The men also determined the true course of the Upper Missouri and its major tributaries, and they observed that instead of a short portage, a long one separated the Missouri from the Columbia river. Besides from their geographical discoveries they also identified many flora and fauna species. They accurately described 120 mammals, birds, reptiles, fish, and, 182 plant species. In an excerpt from Lewis and Clark's journals he states of their first encounter with a coyote (prairie wolf). "A prairie wolf come near the bank and barked at us this evening, we made an attempt but could not git him, the animale barkes like a large ferce dog."(Lewis and Clark, 1996, Internet)  The introduction of these new species of flora and fauna added to the scientific knowledge of America and improved their intelligence of the newly purchased landscape. This is supported by "quote". The Corps of discovery was additionally able to maintain a friendly relationship with the American-Indians during the expedition, another example that displayed the success of the journey.

The expedition group and the American Indians thoroughly maintained a healthy relationship in the course of the journey, with the Indians playing an important role in the safety and overall success of the group. It is thought that without the help of the Indians they met, the group would not have been able to make it to the Pacific coast and back.
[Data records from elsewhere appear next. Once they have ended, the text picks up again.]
use cozy_chess::{Board as CozyBoard, Color, File, Move, Piece, Rank, Square};
use log::debug;

use crate::board::material::{is_checkmate, material_cp_white, score_after_move};
use crate::oracle::{Evaluation, Oracle, OracleError};

/// In-process oracle backed by cozy-chess move generation.
///
/// Picks mates when it sees them and otherwise grabs material one ply deep.
/// It exists so the harness can run without an engine binary, not to play well.
#[derive(Clone, Debug)]
pub struct CozyOracle {
    board: CozyBoard,
}

impl Default for CozyOracle {
    fn default() -> Self {
        Self::startpos()
    }
}

impl CozyOracle {
    pub fn startpos() -> Self {
        Self { board: CozyBoard::default() }
    }

    pub fn from_fen(fen: &str) -> Result<Self, OracleError> {
        let full = complete_fen(fen);
        CozyBoard::from_fen(&full, false)
            .map(|board| Self { board })
            .map_err(|e| OracleError::InvalidPosition { fen: fen.to_string(), reason: format!("{e:?}") })
    }

    pub fn board(&self) -> &CozyBoard {
        &self.board
    }

    pub fn side_to_move(&self) -> Color {
        self.board.side_to_move()
    }

    pub fn legal_moves_count(&self) -> usize {
        let mut ct = 0usize;
        self.board.generate_moves(|moves| {
            ct += moves.len();
            false
        });
        ct
    }

    pub fn make_move_uci(&mut self, mv_uci: &str) -> Result<(), OracleError> {
        match find_move_uci(&self.board, mv_uci) {
            Some(m) => {
                self.board.play(m);
                Ok(())
            }
            None => Err(OracleError::Rejected { mv: mv_uci.to_string(), reason: "not a legal move".to_string() }),
        }
    }

    fn pick_move(&self) -> Option<Move> {
        let mover = self.board.side_to_move();
        let mut best: Option<(i32, Move)> = None;
        for m in legal_moves(&self.board) {
            let mut child = self.board.clone();
            child.play(m);
            let score = score_after_move(&child, mover);
            if best.map_or(true, |(s, _)| score > s) {
                best = Some((score, m));
            }
        }
        best.map(|(_, m)| m)
    }
}

impl Oracle for CozyOracle {
    fn set_position(&mut self, fen: &str) -> Result<(), OracleError> {
        *self = Self::from_fen(fen)?;
        Ok(())
    }

    fn apply_move(&mut self, mv: &str) -> Result<(), OracleError> {
        self.make_move_uci(mv)
    }

    fn position(&mut self) -> Result<String, OracleError> {
        Ok(self.board.to_string())
    }

    fn best_move(&mut self) -> Result<Option<String>, OracleError> {
        let mv = self.pick_move().map(|m| uci_string(&self.board, m));
        debug!("builtin oracle best move: {mv:?}");
        Ok(mv)
    }

    fn evaluation(&mut self) -> Result<Evaluation, OracleError> {
        if is_checkmate(&self.board) {
            return Ok(Evaluation::Mate(0));
        }
        Ok(Evaluation::Centipawns(material_cp_white(&self.board)))
    }
}

pub fn legal_moves(board: &CozyBoard) -> Vec<Move> {
    let mut moves = Vec::new();
    board.generate_moves(|ml| {
        moves.extend(ml);
        false
    });
    moves
}

/// UCI text for `m`. cozy-chess encodes castling as king-takes-rook; UCI
/// wants the king's destination square instead (`e1g1`, not `e1h1`).
pub fn uci_string(board: &CozyBoard, m: Move) -> String {
    let castles = board.piece_on(m.from) == Some(Piece::King) && board.color_on(m.to) == Some(board.side_to_move());
    if castles {
        let file = if (m.to.file() as usize) > (m.from.file() as usize) { File::G } else { File::C };
        return format!("{}{}", m.from, Square::new(file, m.from.rank()));
    }
    m.to_string()
}

pub fn find_move_uci(board: &CozyBoard, uci: &str) -> Option<Move> {
    let mut found = None;
    board.generate_moves(|moves| {
        for m in moves {
            if uci_string(board, m) == uci {
                found = Some(m);
                break;
            }
        }
        found.is_some()
    });
    found
}

/// Fill in defaults for FEN fields after the active color, which cozy-chess
/// requires but a stored position may omit.
fn complete_fen(fen: &str) -> String {
    const DEFAULTS: [&str; 6] = ["", "w", "-", "-", "0", "1"];
    let mut fields: Vec<&str> = fen.split_whitespace().collect();
    for d in DEFAULTS.iter().skip(fields.len()) {
        fields.push(*d);
    }
    fields.join(" ")
}

/// Plain-text board diagram, white at the bottom.
pub fn render(board: &CozyBoard) -> String {
    let sep = " +---+---+---+---+---+---+---+---+\n";
    let mut out = String::from(sep);
    for &rank in Rank::ALL.iter().rev() {
        for &file in File::ALL.iter() {
            let sq = Square::new(file, rank);
            let c = match (board.piece_on(sq), board.color_on(sq)) {
                (Some(p), Some(color)) => piece_char(p, color),
                _ => ' ',
            };
            out.push_str(" | ");
            out.push(c);
        }
        out.push_str(&format!(" | {}\n", rank as usize + 1));
        out.push_str(sep);
    }
    out.push_str("   a   b   c   d   e   f   g   h\n");
    out
}

fn piece_char(piece: Piece, color: Color) -> char {
    let c = match piece {
        Piece::Pawn => 'p',
        Piece::Knight => 'n',
        Piece::Bishop => 'b',
        Piece::Rook => 'r',
        Piece::Queen => 'q',
        Piece::King => 'k',
    };
    if color == Color::White { c.to_ascii_uppercase() } else { c }
}

#[cfg(test)]
mod tests {
    use super::*;

    #[test]
    fn completes_short_fen() {
        assert_eq!(complete_fen("8/8/8/8/8/8/8/K6k b"), "8/8/8/8/8/8/8/K6k b - - 0 1");
        let full = "rnbqkbnr/pppppppp/8/8/8/8/PPPPPPPP/RNBQKBNR w KQkq - 0 1";
        assert_eq!(complete_fen(full), full);
    }

    #[test]
    fn render_startpos_rows() {
        let text = render(&CozyBoard::default());
        let lines: Vec<&str> = text.lines().collect();
        assert_eq!(lines[1], " | r | n | b | q | k | b | n | r | 8");
        assert_eq!(lines[15], " | R | N | B | Q | K | B | N | R | 1");
        assert_eq!(lines.last().copied(), Some("   a   b   c   d   e   f   g   h"));
    }

    #[test]
    fn evaluation_reports_mate_for_mated_side() {
        // Fool's mate, white to move and mated
        let mut o = CozyOracle::from_fen("rnb1kbnr/pppp1ppp/8/4p3/6Pq/5P2/PPPPP2P/RNBQKBNR w KQkq - 1 3").unwrap();
        assert_eq!(o.evaluation().unwrap(), Evaluation::Mate(0));
        assert_eq!(o.best_move().unwrap(), None);
    }
}
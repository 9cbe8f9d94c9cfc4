use chess_harness::board::cozy::{legal_moves, uci_string, CozyOracle};
use chess_harness::Oracle;
use cozy_chess::Color;

#[test]
fn apply_startpos_moves_sequence() {
    let mut o = CozyOracle::startpos();
    for mv in ["e2e4", "e7e5", "g1f3"] {
        o.make_move_uci(mv).expect("legal move");
    }
    assert_eq!(o.side_to_move(), Color::Black, "expected black to move after 3 plies");
}

#[test]
fn castling_both_sides_round_trips_through_uci() {
    let mut o = CozyOracle::from_fen("r3k2r/8/8/8/8/8/8/R3K2R w KQkq - 0 1").unwrap();
    o.apply_move("e1c1").expect("white long castle");
    o.apply_move("e8g8").expect("black short castle");
    assert_eq!(o.position().unwrap(), "r4rk1/8/8/8/8/8/8/2KR3R w - - 2 2");
}

#[test]
fn promotion_keeps_piece_suffix() {
    let mut o = CozyOracle::from_fen("8/P6k/8/8/8/8/8/K7 w - - 0 1").unwrap();
    let moves: Vec<String> = legal_moves(o.board())
        .into_iter()
        .map(|m| uci_string(o.board(), m))
        .collect();
    assert!(moves.contains(&"a7a8q".to_string()), "{moves:?}");
    assert!(moves.contains(&"a7a8n".to_string()), "{moves:?}");
    o.apply_move("a7a8n").expect("underpromotion");
    assert!(o.legal_moves_count() > 0);
}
The men encountered many tribes of native people on the expedition and write of trading corn for needles, scissors, knives and other goods to keep the peace. They also gave the Indians letters from President Jefferson, with the addition of gold medallions, specially made. By keeping peace with the American-Indians by trade and general friendliness, the Corps established a good relationship with them that ensured the native people would do little to harm the American people. In return the American-Indians gave them food, hospitality, animals, and invited them to feasts and to celebrate with them. In one of their journals, Lewis writes about meeting with the tribe Teton Sioux in present day Dakota. "... I was met by about 10 well dressd yound men who took me up in a roabe highly a decrated and set me down by the side of their chief and dressd roabe in a large council house... under this shelter about 70 men set forming a circle in front of the Chiefs... a large fire was near in which provisions were cooking, in the center about 400 wt. of excellent buffalo beif as a present for us." This truly shows the. hospitality an pd graciousness of the native people. Besides the successes they made through out the journey, the Lewis and Clark expedition also lead for many things for America.

The Expedition of Lewis and Clark had a large affect on America and the American Indian people, though not of the same affect. At the return of the explorers many more American people moved into the new land. Traders, explorers, woodsmen and setters all followed and lived in the west, spreading the American way of life to the Pacific coast.